- [Goal of the exercise] Identify, in the records below, every line where the string "collaborator" appears, and copy each such line.

- [Data under study]
//! Typed telemetry event records and raw-row classification.
//!
//! The storage collaborator delivers rows as loosely-typed records keyed by
//! `(device, timestamp)`. Everything downstream works on the closed enums
//! defined here; a row that cannot be classified is a fatal error for its
//! device, never a silent no-op.

use crate::engine::EngineError;
use chrono::{DateTime, Utc};
use serde::{Deserialize, Serialize};
use std::collections::BTreeMap;

/// On/off status carried by instruction rows and device state fields.
#[derive(Debug, Clone, Copy, PartialEq, Eq, Hash, Serialize, Deserialize)]
#[serde(rename_all = "SCREAMING_SNAKE_CASE")]
pub enum SwitchStatus {
    On,
    Off,
}

impl SwitchStatus {
    /// Parse the raw `value` column of an instruction row.
    pub fn parse(value: &str) -> Option<Self> {
        match value {
            "ON" => Some(SwitchStatus::On),
            "OFF" => Some(SwitchStatus::Off),
            _ => None,
        }
    }
}

/// Classified instruction target.
///
/// Raw `POWER` rows are split by their source: presence-detection commands
/// become [`Target::PowerPresence`], manual commands [`Target::PowerManual`].
/// Device restart markers are folded in as [`Target::Restart`].
#[derive(Debug, Clone, Copy, PartialEq, Eq, Hash, Serialize, Deserialize)]
#[serde(rename_all = "SCREAMING_SNAKE_CASE")]
pub enum Target {
    PowerPresence,
    PowerManual,
    LightShower,
    TaskHori,
    TaskVert,
    Settings,
    Restart,
}

/// Gaze zone reported by the eye-tracking sensor.
#[derive(Debug, Clone, Copy, PartialEq, Eq, Hash, Serialize, Deserialize)]
#[serde(rename_all = "SCREAMING_SNAKE_CASE")]
pub enum GazeZone {
    Horizontal,
    Vertical,
    Undefined,
    NoDetect,
}

impl GazeZone {
    pub fn parse(zone: &str) -> Option<Self> {
        match zone {
            "HORIZONTAL" => Some(GazeZone::Horizontal),
            "VERTICAL" => Some(GazeZone::Vertical),
            "UNDEFINED" => Some(GazeZone::Undefined),
            "NO_DETECT" => Some(GazeZone::NoDetect),
            _ => None,
        }
    }
}

/// A classified device control instruction.
#[derive(Debug, Clone, Copy, PartialEq, Eq, Serialize, Deserialize)]
pub struct InstructionEvent {
    pub timestamp: DateTime<Utc>,
    pub target: Target,
    pub status: SwitchStatus,
}

impl InstructionEvent {
    pub fn new(timestamp: DateTime<Utc>, target: Target, status: SwitchStatus) -> Self {
        Self {
            timestamp,
            target,
            status,
        }
    }

    /// Synthetic instruction injected for a device-restart marker.
    pub fn restart(timestamp: DateTime<Utc>) -> Self {
        Self::new(timestamp, Target::Restart, SwitchStatus::On)
    }
}

/// A gaze-zone detection sample.
#[derive(Debug, Clone, Copy, PartialEq, Eq, Serialize, Deserialize)]
pub struct GazeEvent {
    pub timestamp: DateTime<Utc>,
    pub zone: GazeZone,
}

/// Unified classified event.
#[derive(Debug, Clone, Copy, PartialEq, Eq)]
pub enum TelemetryEvent {
    Instruction(InstructionEvent),
    Heartbeat(DateTime<Utc>),
    Gaze(GazeEvent),
}

impl TelemetryEvent {
    pub fn timestamp(&self) -> DateTime<Utc> {
        match self {
            TelemetryEvent::Instruction(e) => e.timestamp,
            TelemetryEvent::Heartbeat(t) => *t,
            TelemetryEvent::Gaze(e) => e.timestamp,
        }
    }
}

/// Row kind as delivered by storage.
#[derive(Debug, Clone, Copy, PartialEq, Eq, Serialize, Deserialize)]
#[serde(rename_all = "SCREAMING_SNAKE_CASE")]
pub enum RawKind {
    Instruction,
    Restart,
    Heartbeat,
    Gaze,
}

/// A raw event row from the storage collaborator. Read-only input.
#[derive(Debug, Clone, Serialize, Deserialize)]
pub struct RawRow {
    pub device: String,
    pub timestamp: DateTime<Utc>,
    pub kind: RawKind,
    #[serde(default, skip_serializing_if = "Option::is_none")]
    pub source: Option<String>,
    #[serde(default, skip_serializing_if = "Option::is_none")]
    pub target: Option<String>,
    #[serde(default, skip_serializing_if = "Option::is_none")]
    pub value: Option<String>,
    #[serde(default, skip_serializing_if = "Option::is_none")]
    pub zone: Option<String>,
}

/// Strip the routing prefix from a row source (`"None@Lullaby"` -> `"Lullaby"`).
fn format_source(source: &str) -> &str {
    match source.split_once('@') {
        Some((_, rest)) => rest,
        None => source,
    }
}

/// Classify a raw row into a typed event.
///
/// Fails with [`EngineError::UnknownInstruction`] / [`EngineError::UnknownSource`] /
/// [`EngineError::UnknownZone`] for rows the transition table cannot cover.
pub fn classify(row: &RawRow) -> Result<TelemetryEvent, EngineError> {
    match row.kind {
        RawKind::Heartbeat => Ok(TelemetryEvent::Heartbeat(row.timestamp)),
        RawKind::Restart => Ok(TelemetryEvent::Instruction(InstructionEvent::restart(
            row.timestamp,
        ))),
        RawKind::Gaze => {
            let zone = row
                .zone
                .as_deref()
                .ok_or(EngineError::MissingField { field: "zone" })?;
            let zone = GazeZone::parse(zone).ok_or_else(|| EngineError::UnknownZone {
                zone: zone.to_string(),
            })?;
            Ok(TelemetryEvent::Gaze(GazeEvent {
                timestamp: row.timestamp,
                zone,
            }))
        }
        RawKind::Instruction => {
            let target = row
                .target
                .as_deref()
                .ok_or(EngineError::MissingField { field: "target" })?;
            let value = row
                .value
                .as_deref()
                .ok_or(EngineError::MissingField { field: "value" })?;

            let target = match target {
                // Distinguish manual power commands from presence detection.
                "POWER" => {
                    let source = format_source(row.source.as_deref().unwrap_or(""));
                    match source {
                        "Lullaby" => Target::PowerPresence,
                        "DataDock" => Target::PowerManual,
                        _ => {
                            return Err(EngineError::UnknownSource {
                                name: source.to_string(),
                            })
                        }
                    }
                }
                "POWER_PRESENCE" => Target::PowerPresence,
                "POWER_MANUAL" => Target::PowerManual,
                "LIGHT_SHOWER" => Target::LightShower,
                "TASK_HORI" => Target::TaskHori,
                "TASK_VERT" => Target::TaskVert,
                "SETTINGS" => Target::Settings,
                _ => {
                    return Err(EngineError::UnknownInstruction {
                        target: target.to_string(),
                        value: value.to_string(),
                    })
                }
            };

            let status =
                SwitchStatus::parse(value).ok_or_else(|| EngineError::UnknownInstruction {
                    target: row.target.clone().unwrap_or_default(),
                    value: value.to_string(),
                })?;

            Ok(TelemetryEvent::Instruction(InstructionEvent::new(
                row.timestamp,
                target,
                status,
            )))
        }
    }
}

/// Per-device event streams, sorted by timestamp.
#[derive(Debug, Clone, Default)]
pub struct DeviceEvents {
    pub device: String,
    pub instructions: Vec<InstructionEvent>,
    pub heartbeats: Vec<DateTime<Utc>>,
    pub gaze: Vec<GazeEvent>,
}

impl DeviceEvents {
    pub fn new(device: impl Into<String>) -> Self {
        Self {
            device: device.into(),
            ..Default::default()
        }
    }

    pub fn push(&mut self, event: TelemetryEvent) {
        match event {
            TelemetryEvent::Instruction(e) => self.instructions.push(e),
            TelemetryEvent::Heartbeat(t) => self.heartbeats.push(t),
            TelemetryEvent::Gaze(e) => self.gaze.push(e),
        }
    }

    /// Sort all streams by timestamp. Stable: ties keep insertion order.
    pub fn sort(&mut self) {
        self.instructions.sort_by_key(|e| e.timestamp);
        self.heartbeats.sort();
        self.gaze.sort_by_key(|e| e.timestamp);
    }
}

/// Classify and group raw rows per device, sorted by timestamp.
///
/// A row that fails classification aborts the whole partition; callers that
/// want per-device isolation should partition per device first (the batch
/// aggregation path does this).
pub fn partition_rows(rows: &[RawRow]) -> Result<BTreeMap<String, DeviceEvents>, EngineError> {
    let mut devices: BTreeMap<String, DeviceEvents> = BTreeMap::new();
    for row in rows {
        let event = classify(row)?;
        devices
            .entry(row.device.clone())
            .or_insert_with(|| DeviceEvents::new(row.device.clone()))
            .push(event);
    }
    for events in devices.values_mut() {
        events.sort();
    }
    Ok(devices)
}

#[cfg(test)]
mod tests {
    use super::*;
    use chrono::TimeZone;

    fn ts(secs: i64) -> DateTime<Utc> {
        Utc.timestamp_opt(secs, 0).unwrap()
    }

    fn instruction_row(source: &str, target: &str, value: &str) -> RawRow {
        RawRow {
            device: "PTL_1".to_string(),
            timestamp: ts(0),
            kind: RawKind::Instruction,
            source: Some(source.to_string()),
            target: Some(target.to_string()),
            value: Some(value.to_string()),
            zone: None,
        }
    }

    #[test]
    fn test_power_source_classification() {
        let row = instruction_row("None@Lullaby", "POWER", "ON");
        let event = classify(&row).unwrap();
        assert_eq!(
            event,
            TelemetryEvent::Instruction(InstructionEvent::new(
                ts(0),
                Target::PowerPresence,
                SwitchStatus::On
            ))
        );

        let row = instruction_row("DataDock", "POWER", "OFF");
        let event = classify(&row).unwrap();
        assert_eq!(
            event,
            TelemetryEvent::Instruction(InstructionEvent::new(
                ts(0),
                Target::PowerManual,
                SwitchStatus::Off
            ))
        );
    }

    #[test]
    fn test_unknown_source_is_fatal() {
        let row = instruction_row("Unknown", "POWER", "ON");
        let err = classify(&row).unwrap_err();
        assert!(matches!(err, EngineError::UnknownSource { .. }));
        assert_eq!(
            err.to_string(),
            "unknown combination of source `Unknown` and target POWER"
        );
        // The offending source string is payload, not an error cause.
        assert!(std::error::Error::source(&err).is_none());
    }

    #[test]
    fn test_unknown_target_is_fatal() {
        let row = instruction_row("DataDock", "DISCO", "ON");
        assert!(matches!(
            classify(&row),
            Err(EngineError::UnknownInstruction { .. })
        ));
    }

    #[test]
    fn test_unknown_status_is_fatal() {
        let row = instruction_row("DataDock", "TASK_HORI", "MAYBE");
        assert!(matches!(
            classify(&row),
            Err(EngineError::UnknownInstruction { .. })
        ));
    }

    #[test]
    fn test_restart_row_becomes_instruction() {
        let row = RawRow {
            device: "PTL_1".to_string(),
            timestamp: ts(5),
            kind: RawKind::Restart,
            source: None,
            target: None,
            value: None,
            zone: None,
        };
        let event = classify(&row).unwrap();
        assert_eq!(
            event,
            TelemetryEvent::Instruction(InstructionEvent::restart(ts(5)))
        );
    }

    #[test]
    fn test_partition_sorts_per_device() {
        let mut rows = vec![
            instruction_row("DataDock", "TASK_HORI", "ON"),
            instruction_row("DataDock", "SETTINGS", "ON"),
        ];
        rows[0].timestamp = ts(10);
        rows[1].timestamp = ts(3);
        rows.push(RawRow {
            device: "PTL_2".to_string(),
            timestamp: ts(1),
            kind: RawKind::Heartbeat,
            source: None,
            target: None,
            value: None,
            zone: None,
        });

        let devices = partition_rows(&rows).unwrap();
        assert_eq!(devices.len(), 2);
        let ptl1 = &devices["PTL_1"];
        assert_eq!(ptl1.instructions.len(), 2);
        assert!(ptl1.instructions[0].timestamp < ptl1.instructions[1].timestamp);
        assert_eq!(devices["PTL_2"].heartbeats, vec![ts(1)]);
    }
}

- [Task result]
//! The storage collaborator delivers rows as loosely-typed records keyed by
/// A raw event row from the storage collaborator. Read-only input.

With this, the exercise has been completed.